Your answer must be the full set of entries, repeated exactly.

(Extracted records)
------------------------------

/// Operating mode of a [`RingQueue`].
#[derive(Debug, Clone, Copy, PartialEq, Eq)]
#[repr(u8)]
pub enum RingMode {
    /// `write` reports [`RingQueueError::QueueFull`] when no page is free.
    Blocking = 0,
    /// `write` replaces the oldest unread value when no page is free.
    Overwrite = 1,
}

impl RingMode {
    fn from_u8(v: u8) -> Self {
        if v == RingMode::Overwrite as u8 {
            RingMode::Overwrite
        } else {
            RingMode::Blocking
        }
    }
}

/// Error types for ring-queue writes.
#[derive(Debug, Clone, Copy, PartialEq, Eq, Error)]
pub enum RingQueueError {
    /// The queue stayed full for the whole retry budget (blocking mode).
    #[error("queue persistently full")]
    QueueFull,
    /// An internal invariant was observed violated under contention.
    #[error("ring topology corrupted")]
    Corrupted,
}

/// A fixed-address ring cell. The low bits of `next` carry the HEAD/UPDATE
/// tags; `prev` is untagged.
struct Page<T> {
    value: AtomicPtr<T>,
    next: AtomicTaggedPtr<Page<T>>,
    prev: AtomicPtr<Page<T>>,
}

impl<T> Page<T> {
    fn new() -> Self {
        Self {
            value: AtomicPtr::new(ptr::null_mut()),
            next: AtomicTaggedPtr::new(TaggedPtr::null()),
            prev: AtomicPtr::new(ptr::null_mut()),
        }
    }
}

/// Contention telemetry, updated with relaxed atomics on the hot paths.
#[derive(Default)]
struct Counters {
    writes: AtomicU64,
    reads: AtomicU64,
    head_swap_failed: AtomicU64,
    reader_next_swap_failed: AtomicU64,
    queue_full: AtomicU64,
    overwrite: AtomicU64,
    topology_change_detected: AtomicU64,
    concurrent_head_movement: AtomicU64,
    commit_advancement_detected: AtomicU64,
    concurrent_writer_detected: AtomicU64,
    overwrite_state_changed: AtomicU64,
    head_next_changed: AtomicU64,
    fast_retries_succeeded: AtomicU64,
    patient_retries_succeeded: AtomicU64,
    complex_retries_succeeded: AtomicU64,
    critical_retries_succeeded: AtomicU64,
    total_retry_failures: AtomicU64,
    total_retry_attempts: AtomicU64,
    total_backoff_time_us: AtomicU64,
}

/// Best-effort coherent snapshot of the queue telemetry.
///
/// Individual fields are read with relaxed ordering; the snapshot is not a
/// transaction.
#[derive(Debug, Clone, Copy, Default, PartialEq, Eq)]
pub struct RingQueueStats {
    pub writes: u64,
    pub reads: u64,
    pub head_swap_failed: u64,
    pub reader_next_swap_failed: u64,
    pub queue_full: u64,
    pub overwrite: u64,
    pub topology_change_detected: u64,
    pub concurrent_head_movement: u64,
    pub commit_advancement_detected: u64,
    pub concurrent_writer_detected: u64,
    pub overwrite_state_changed: u64,
    pub head_next_changed: u64,
    pub fast_retries_succeeded: u64,
    pub patient_retries_succeeded: u64,
    pub complex_retries_succeeded: u64,
    pub critical_retries_succeeded: u64,
    pub total_retry_failures: u64,
    pub total_retry_attempts: u64,
    pub total_backoff_time_us: u64,
}

type EvictCallback<T> = Box<dyn Fn(Box<T>) + Send + Sync>;

/// Bounded multi-producer/multi-consumer queue of boxed values.
///
/// Capacity is fixed at construction (floored to 2). Pages are never
/// reallocated during operation; see the module header for the memory
/// lifecycle and ABA reasoning.
pub struct RingQueue<T> {
    /// Page storage. Heap allocation, stable for the queue's lifetime.
    /// Index `capacity + 1` starts as the off-ring reader page.
    pages: Box<[Page<T>]>,
    head: CachePadded<AtomicPtr<Page<T>>>,
    tail: CachePadded<AtomicPtr<Page<T>>>,
    commit: AtomicPtr<Page<T>>,
    reader: AtomicPtr<Page<T>>,
    read_sync: CachePadded<AtomicBool>,
    write_sync: CachePadded<AtomicBool>,
    num_writers: AtomicU32,
    is_empty: AtomicBool,
    mode: AtomicU8,
    size: usize,
    free_value_cb: Option<EvictCallback<T>>,
    stats: Counters,
}

// Safety: the queue hands out owned boxes only; internal raw pointers are
// confined to the page cycle, which is synchronized through the atomic
// protocol above.
unsafe impl<T: Send> Send for RingQueue<T> {}
unsafe impl<T: Send> Sync for RingQueue<T> {}
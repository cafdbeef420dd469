//! Callback return codes shared by the container walk APIs.

/// Verdict returned by hash-table iteration and single-pair callbacks.
#[derive(Debug, Clone, Copy, PartialEq, Eq)]
pub enum IterAction {
    /// Keep the current pair and move on.
    Continue,
    /// Keep the current pair and end the iteration.
    Stop,
    /// Remove the current pair and move on.
    RemoveContinue,
    /// Remove the current pair and end the iteration.
    RemoveStop,
}

/// Verdict returned by ordered-container walk callbacks.
#[derive(Debug, Clone, Copy, PartialEq, Eq)]
pub enum WalkAction {
    Continue,
    Stop,
    /// Delete the visited entry, then keep walking.
    DeleteContinue,
    /// Delete the visited entry and end the walk.
    DeleteStop,
}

------------------------------

Task solution:
/// Operating mode of a [`RingQueue`].
#[derive(Debug, Clone, Copy, PartialEq, Eq)]
#[repr(u8)]
pub enum RingMode {
    /// `write` reports [`RingQueueError::QueueFull`] when no page is free.
    Blocking = 0,
    /// `write` replaces the oldest unread value when no page is free.
    Overwrite = 1,
}

impl RingMode {
    fn from_u8(v: u8) -> Self {
        if v == RingMode::Overwrite as u8 {
            RingMode::Overwrite
        } else {
            RingMode::Blocking
        }
    }
}

/// Error types for ring-queue writes.
#[derive(Debug, Clone, Copy, PartialEq, Eq, Error)]
pub enum RingQueueError {
    /// The queue stayed full for the whole retry budget (blocking mode).
    #[error("queue persistently full")]
    QueueFull,
    /// An internal invariant was observed violated under contention.
    #[error("ring topology corrupted")]
    Corrupted,
}

/// A fixed-address ring cell. The low bits of `next` carry the HEAD/UPDATE
/// tags; `prev` is untagged.
struct Page<T> {
    value: AtomicPtr<T>,
    next: AtomicTaggedPtr<Page<T>>,
    prev: AtomicPtr<Page<T>>,
}

impl<T> Page<T> {
    fn new() -> Self {
        Self {
            value: AtomicPtr::new(ptr::null_mut()),
            next: AtomicTaggedPtr::new(TaggedPtr::null()),
            prev: AtomicPtr::new(ptr::null_mut()),
        }
    }
}

/// Contention telemetry, updated with relaxed atomics on the hot paths.
#[derive(Default)]
struct Counters {
    writes: AtomicU64,
    reads: AtomicU64,
    head_swap_failed: AtomicU64,
    reader_next_swap_failed: AtomicU64,
    queue_full: AtomicU64,
    overwrite: AtomicU64,
    topology_change_detected: AtomicU64,
    concurrent_head_movement: AtomicU64,
    commit_advancement_detected: AtomicU64,
    concurrent_writer_detected: AtomicU64,
    overwrite_state_changed: AtomicU64,
    head_next_changed: AtomicU64,
    fast_retries_succeeded: AtomicU64,
    patient_retries_succeeded: AtomicU64,
    complex_retries_succeeded: AtomicU64,
    critical_retries_succeeded: AtomicU64,
    total_retry_failures: AtomicU64,
    total_retry_attempts: AtomicU64,
    total_backoff_time_us: AtomicU64,
}

/// Best-effort coherent snapshot of the queue telemetry.
///
/// Individual fields are read with relaxed ordering; the snapshot is not a
/// transaction.
#[derive(Debug, Clone, Copy, Default, PartialEq, Eq)]
pub struct RingQueueStats {
    pub writes: u64,
    pub reads: u64,
    pub head_swap_failed: u64,
    pub reader_next_swap_failed: u64,
    pub queue_full: u64,
    pub overwrite: u64,
    pub topology_change_detected: u64,
    pub concurrent_head_movement: u64,
    pub commit_advancement_detected: u64,
    pub concurrent_writer_detected: u64,
    pub overwrite_state_changed: u64,
    pub head_next_changed: u64,
    pub fast_retries_succeeded: u64,
    pub patient_retries_succeeded: u64,
    pub complex_retries_succeeded: u64,
    pub critical_retries_succeeded: u64,
    pub total_retry_failures: u64,
    pub total_retry_attempts: u64,
    pub total_backoff_time_us: u64,
}

type EvictCallback<T> = Box<dyn Fn(Box<T>) + Send + Sync>;

/// Bounded multi-producer/multi-consumer queue of boxed values.
///
/// Capacity is fixed at construction (floored to 2). Pages are never
/// reallocated during operation; see the module header for the memory
/// lifecycle and ABA reasoning.
pub struct RingQueue<T> {
    /// Page storage. Heap allocation, stable for the queue's lifetime.
    /// Index `capacity + 1` starts as the off-ring reader page.
    pages: Box<[Page<T>]>,
    head: CachePadded<AtomicPtr<Page<T>>>,
    tail: CachePadded<AtomicPtr<Page<T>>>,
    commit: AtomicPtr<Page<T>>,
    reader: AtomicPtr<Page<T>>,
    read_sync: CachePadded<AtomicBool>,
    write_sync: CachePadded<AtomicBool>,
    num_writers: AtomicU32,
    is_empty: AtomicBool,
    mode: AtomicU8,
    size: usize,
    free_value_cb: Option<EvictCallback<T>>,
    stats: Counters,
}

// Safety: the queue hands out owned boxes only; internal raw pointers are
// confined to the page cycle, which is synchronized through the atomic
// protocol above.
unsafe impl<T: Send> Send for RingQueue<T> {}
unsafe impl<T: Send> Sync for RingQueue<T> {}
repository cafdbeef420dd469
//! Callback return codes shared by the container walk APIs.

/// Verdict returned by hash-table iteration and single-pair callbacks.
#[derive(Debug, Clone, Copy, PartialEq, Eq)]
pub enum IterAction {
    /// Keep the current pair and move on.
    Continue,
    /// Keep the current pair and end the iteration.
    Stop,
    /// Remove the current pair and move on.
    RemoveContinue,
    /// Remove the current pair and end the iteration.
    RemoveStop,
}

/// Verdict returned by ordered-container walk callbacks.
#[derive(Debug, Clone, Copy, PartialEq, Eq)]
pub enum WalkAction {
    Continue,
    Stop,
    /// Delete the visited entry, then keep walking.
    DeleteContinue,
    /// Delete the visited entry and end the walk.
    DeleteStop,
}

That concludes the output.